:: Work item ::
Every entry must be transcribed exactly as written.

:: Records supplied ::
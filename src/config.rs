use std::time::Duration;

/// Retry behavior applied to every webhook that enters retrying.
#[derive(Debug, Clone)]
pub struct RetryConfig {
    /// Capacity of each per-webhook retry queue and backoff-reset channel.
    pub capacity: usize,

    /// Initial backoff after the first failure.
    pub exponential_base: Duration,

    /// Accepted for forward compatibility; only a factor of 2.0 is
    /// honored. The backoff formula is `base * 2^failure_count`.
    pub exponential_factor: f64,

    /// Ceiling for the computed backoff.
    pub max_backoff: Duration,

    /// Maximum time a webhook may remain retrying before it is marked
    /// unavailable and its pending events failed.
    pub timeout: Duration,
}

impl Default for RetryConfig {
    fn default() -> Self {
        Self {
            capacity: 128,
            exponential_base: Duration::from_secs(1),
            exponential_factor: 2.0,
            max_backoff: Duration::from_secs(60),
            timeout: Duration::from_secs(600),
        }
    }
}

impl RetryConfig {
    pub fn with_capacity(mut self, capacity: usize) -> Self {
        self.capacity = capacity;
        self
    }

    pub fn with_exponential_base(mut self, base: Duration) -> Self {
        self.exponential_base = base;
        self
    }

    pub fn with_max_backoff(mut self, max_backoff: Duration) -> Self {
        self.max_backoff = max_backoff;
        self
    }

    pub fn with_timeout(mut self, timeout: Duration) -> Self {
        self.timeout = timeout;
        self
    }
}

/// Top-level engine configuration.
///
/// Construction only; file and environment parsing live with the caller.
#[derive(Debug, Clone)]
pub struct ServerConfig {
    /// Capacity of the sliding error bus.
    pub error_sliding_capacity: usize,

    pub retry: RetryConfig,

    /// When set, new events are grouped per (webhook id, content type)
    /// into bounded queues of this capacity before dispatch. When unset,
    /// every event is delivered individually.
    pub batching_capacity: Option<usize>,

    /// Parallelism bound for non-batched delivery and single-mode retry.
    pub max_single_dispatch_concurrency: usize,
}

impl Default for ServerConfig {
    fn default() -> Self {
        Self {
            error_sliding_capacity: 256,
            retry: RetryConfig::default(),
            batching_capacity: None,
            max_single_dispatch_concurrency: 16,
        }
    }
}

impl ServerConfig {
    pub fn with_error_sliding_capacity(mut self, capacity: usize) -> Self {
        self.error_sliding_capacity = capacity;
        self
    }

    pub fn with_retry(mut self, retry: RetryConfig) -> Self {
        self.retry = retry;
        self
    }

    pub fn with_batching_capacity(mut self, capacity: usize) -> Self {
        self.batching_capacity = Some(capacity);
        self
    }

    pub fn with_max_single_dispatch_concurrency(mut self, limit: usize) -> Self {
        self.max_single_dispatch_concurrency = limit;
        self
    }
}
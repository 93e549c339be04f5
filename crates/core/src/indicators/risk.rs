//! Return-series risk metrics. Ratios are annualized assuming daily
//! returns over a 252-day trading year.

const TRADING_DAYS_PER_YEAR: f64 = 252.0;

/// Historical-simulation value at risk at the given confidence level
/// (e.g. 0.95). Returns the magnitude of the loss at the cut-off
/// percentile, 0.0 for an empty series.
pub fn historical_var(returns: &[f64], confidence: f64) -> f64 {
    if returns.is_empty() {
        return 0.0;
    }

    let mut sorted = returns.to_vec();
    sorted.sort_by(|a, b| a.partial_cmp(b).unwrap_or(std::cmp::Ordering::Equal));
    let idx = (((1.0 - confidence) * sorted.len() as f64).floor() as usize).min(sorted.len() - 1);
    sorted[idx].abs()
}

/// Annualized Sharpe ratio: mean excess return over the population
/// standard deviation of returns, scaled by sqrt(252).
pub fn sharpe_ratio(returns: &[f64], risk_free: f64) -> f64 {
    if returns.is_empty() {
        return 0.0;
    }

    let excess = mean(returns) - risk_free;
    annualized_ratio(excess, population_std(returns))
}

/// Annualized Sortino ratio: like Sharpe, but the denominator is the
/// deviation of only the returns below the risk-free rate.
pub fn sortino_ratio(returns: &[f64], risk_free: f64) -> f64 {
    if returns.is_empty() {
        return 0.0;
    }

    let excess = mean(returns) - risk_free;
    let downside: Vec<f64> = returns
        .iter()
        .filter(|&&r| r < risk_free)
        .map(|&r| (r - risk_free).powi(2))
        .collect();
    let downside_dev = if downside.is_empty() {
        0.0
    } else {
        (downside.iter().sum::<f64>() / downside.len() as f64).sqrt()
    };

    annualized_ratio(excess, downside_dev)
}

/// Calmar ratio: annualized return over the maximum drawdown of the
/// equity curve compounded from the returns.
pub fn calmar_ratio(returns: &[f64]) -> f64 {
    if returns.is_empty() {
        return 0.0;
    }

    let annualized = mean(returns) * TRADING_DAYS_PER_YEAR;
    let mut equity = Vec::with_capacity(returns.len() + 1);
    let mut value = 1.0;
    equity.push(value);
    for r in returns {
        value *= 1.0 + r;
        equity.push(value);
    }
    let drawdown = max_drawdown(&equity).max_drawdown;

    if drawdown == 0.0 {
        if annualized > 0.0 {
            f64::INFINITY
        } else {
            0.0
        }
    } else {
        annualized / drawdown
    }
}

/// Drawdown profile of a price or equity series.
#[derive(Debug, Clone, PartialEq, Default)]
pub struct DrawdownSeries {
    /// Worst peak-to-trough decline as a fraction (0.25 = down 25%).
    pub max_drawdown: f64,
    /// Drawdown at every index, aligned 1:1 with the input.
    pub series: Vec<f64>,
}

/// Running-peak drawdown: at each index, `(peak - price) / peak` against
/// the highest price seen so far. Non-positive peaks report 0.
pub fn max_drawdown(prices: &[f64]) -> DrawdownSeries {
    let mut series = Vec::with_capacity(prices.len());
    let mut max_dd = 0.0_f64;
    let mut peak = f64::NEG_INFINITY;

    for &price in prices {
        if price > peak {
            peak = price;
        }
        let dd = if peak > 0.0 { (peak - price) / peak } else { 0.0 };
        max_dd = max_dd.max(dd);
        series.push(dd);
    }

    DrawdownSeries {
        max_drawdown: max_dd,
        series,
    }
}

/// A zero denominator with positive excess return reports infinity
/// (riskless gain); otherwise a zero denominator reports 0.
fn annualized_ratio(numerator: f64, denominator: f64) -> f64 {
    if denominator == 0.0 {
        if numerator > 0.0 {
            f64::INFINITY
        } else {
            0.0
        }
    } else {
        numerator / denominator * TRADING_DAYS_PER_YEAR.sqrt()
    }
}

fn mean(values: &[f64]) -> f64 {
    values.iter().sum::<f64>() / values.len() as f64
}

fn population_std(values: &[f64]) -> f64 {
    let m = mean(values);
    (values.iter().map(|v| (v - m).powi(2)).sum::<f64>() / values.len() as f64).sqrt()
}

:: Solution ::
filename src/config.rs
use std::time::Duration;

/// Retry behavior applied to every webhook that enters retrying.
#[derive(Debug, Clone)]
pub struct RetryConfig {
    /// Capacity of each per-webhook retry queue and backoff-reset channel.
    pub capacity: usize,

    /// Initial backoff after the first failure.
    pub exponential_base: Duration,

    /// Accepted for forward compatibility; only a factor of 2.0 is
    /// honored. The backoff formula is `base * 2^failure_count`.
    pub exponential_factor: f64,

    /// Ceiling for the computed backoff.
    pub max_backoff: Duration,

    /// Maximum time a webhook may remain retrying before it is marked
    /// unavailable and its pending events failed.
    pub timeout: Duration,
}

impl Default for RetryConfig {
    fn default() -> Self {
        Self {
            capacity: 128,
            exponential_base: Duration::from_secs(1),
            exponential_factor: 2.0,
            max_backoff: Duration::from_secs(60),
            timeout: Duration::from_secs(600),
        }
    }
}

impl RetryConfig {
    pub fn with_capacity(mut self, capacity: usize) -> Self {
        self.capacity = capacity;
        self
    }

    pub fn with_exponential_base(mut self, base: Duration) -> Self {
        self.exponential_base = base;
        self
    }

    pub fn with_max_backoff(mut self, max_backoff: Duration) -> Self {
        self.max_backoff = max_backoff;
        self
    }

    pub fn with_timeout(mut self, timeout: Duration) -> Self {
        self.timeout = timeout;
        self
    }
}

/// Top-level engine configuration.
///
/// Construction only; file and environment parsing live with the caller.
#[derive(Debug, Clone)]
pub struct ServerConfig {
    /// Capacity of the sliding error bus.
    pub error_sliding_capacity: usize,

    pub retry: RetryConfig,

    /// When set, new events are grouped per (webhook id, content type)
    /// into bounded queues of this capacity before dispatch. When unset,
    /// every event is delivered individually.
    pub batching_capacity: Option<usize>,

    /// Parallelism bound for non-batched delivery and single-mode retry.
    pub max_single_dispatch_concurrency: usize,
}

impl Default for ServerConfig {
    fn default() -> Self {
        Self {
            error_sliding_capacity: 256,
            retry: RetryConfig::default(),
            batching_capacity: None,
            max_single_dispatch_concurrency: 16,
        }
    }
}

impl ServerConfig {
    pub fn with_error_sliding_capacity(mut self, capacity: usize) -> Self {
        self.error_sliding_capacity = capacity;
        self
    }

    pub fn with_retry(mut self, retry: RetryConfig) -> Self {
        self.retry = retry;
        self
    }

    pub fn with_batching_capacity(mut self, capacity: usize) -> Self {
        self.batching_capacity = Some(capacity);
        self
    }

    pub fn with_max_single_dispatch_concurrency(mut self, limit: usize) -> Self {
        self.max_single_dispatch_concurrency = limit;
        self
    }
}
repository 93e549c339be04f5
filename crates/core/src/indicators/risk.rs
//! Return-series risk metrics. Ratios are annualized assuming daily
//! returns over a 252-day trading year.

const TRADING_DAYS_PER_YEAR: f64 = 252.0;

/// Historical-simulation value at risk at the given confidence level
/// (e.g. 0.95). Returns the magnitude of the loss at the cut-off
/// percentile, 0.0 for an empty series.
pub fn historical_var(returns: &[f64], confidence: f64) -> f64 {
    if returns.is_empty() {
        return 0.0;
    }

    let mut sorted = returns.to_vec();
    sorted.sort_by(|a, b| a.partial_cmp(b).unwrap_or(std::cmp::Ordering::Equal));
    let idx = (((1.0 - confidence) * sorted.len() as f64).floor() as usize).min(sorted.len() - 1);
    sorted[idx].abs()
}

/// Annualized Sharpe ratio: mean excess return over the population
/// standard deviation of returns, scaled by sqrt(252).
pub fn sharpe_ratio(returns: &[f64], risk_free: f64) -> f64 {
    if returns.is_empty() {
        return 0.0;
    }

    let excess = mean(returns) - risk_free;
    annualized_ratio(excess, population_std(returns))
}

/// Annualized Sortino ratio: like Sharpe, but the denominator is the
/// deviation of only the returns below the risk-free rate.
pub fn sortino_ratio(returns: &[f64], risk_free: f64) -> f64 {
    if returns.is_empty() {
        return 0.0;
    }

    let excess = mean(returns) - risk_free;
    let downside: Vec<f64> = returns
        .iter()
        .filter(|&&r| r < risk_free)
        .map(|&r| (r - risk_free).powi(2))
        .collect();
    let downside_dev = if downside.is_empty() {
        0.0
    } else {
        (downside.iter().sum::<f64>() / downside.len() as f64).sqrt()
    };

    annualized_ratio(excess, downside_dev)
}

/// Calmar ratio: annualized return over the maximum drawdown of the
/// equity curve compounded from the returns.
pub fn calmar_ratio(returns: &[f64]) -> f64 {
    if returns.is_empty() {
        return 0.0;
    }

    let annualized = mean(returns) * TRADING_DAYS_PER_YEAR;
    let mut equity = Vec::with_capacity(returns.len() + 1);
    let mut value = 1.0;
    equity.push(value);
    for r in returns {
        value *= 1.0 + r;
        equity.push(value);
    }
    let drawdown = max_drawdown(&equity).max_drawdown;

    if drawdown == 0.0 {
        if annualized > 0.0 {
            f64::INFINITY
        } else {
            0.0
        }
    } else {
        annualized / drawdown
    }
}

/// Drawdown profile of a price or equity series.
#[derive(Debug, Clone, PartialEq, Default)]
pub struct DrawdownSeries {
    /// Worst peak-to-trough decline as a fraction (0.25 = down 25%).
    pub max_drawdown: f64,
    /// Drawdown at every index, aligned 1:1 with the input.
    pub series: Vec<f64>,
}

/// Running-peak drawdown: at each index, `(peak - price) / peak` against
/// the highest price seen so far. Non-positive peaks report 0.
pub fn max_drawdown(prices: &[f64]) -> DrawdownSeries {
    let mut series = Vec::with_capacity(prices.len());
    let mut max_dd = 0.0_f64;
    let mut peak = f64::NEG_INFINITY;

    for &price in prices {
        if price > peak {
            peak = price;
        }
        let dd = if peak > 0.0 { (peak - price) / peak } else { 0.0 };
        max_dd = max_dd.max(dd);
        series.push(dd);
    }

    DrawdownSeries {
        max_drawdown: max_dd,
        series,
    }
}

/// A zero denominator with positive excess return reports infinity
/// (riskless gain); otherwise a zero denominator reports 0.
fn annualized_ratio(numerator: f64, denominator: f64) -> f64 {
    if denominator == 0.0 {
        if numerator > 0.0 {
            f64::INFINITY
        } else {
            0.0
        }
    } else {
        numerator / denominator * TRADING_DAYS_PER_YEAR.sqrt()
    }
}

fn mean(values: &[f64]) -> f64 {
    values.iter().sum::<f64>() / values.len() as f64
}

fn population_std(values: &[f64]) -> f64 {
    let m = mean(values);
    (values.iter().map(|v| (v - m).powi(2)).sum::<f64>() / values.len() as f64).sqrt()
}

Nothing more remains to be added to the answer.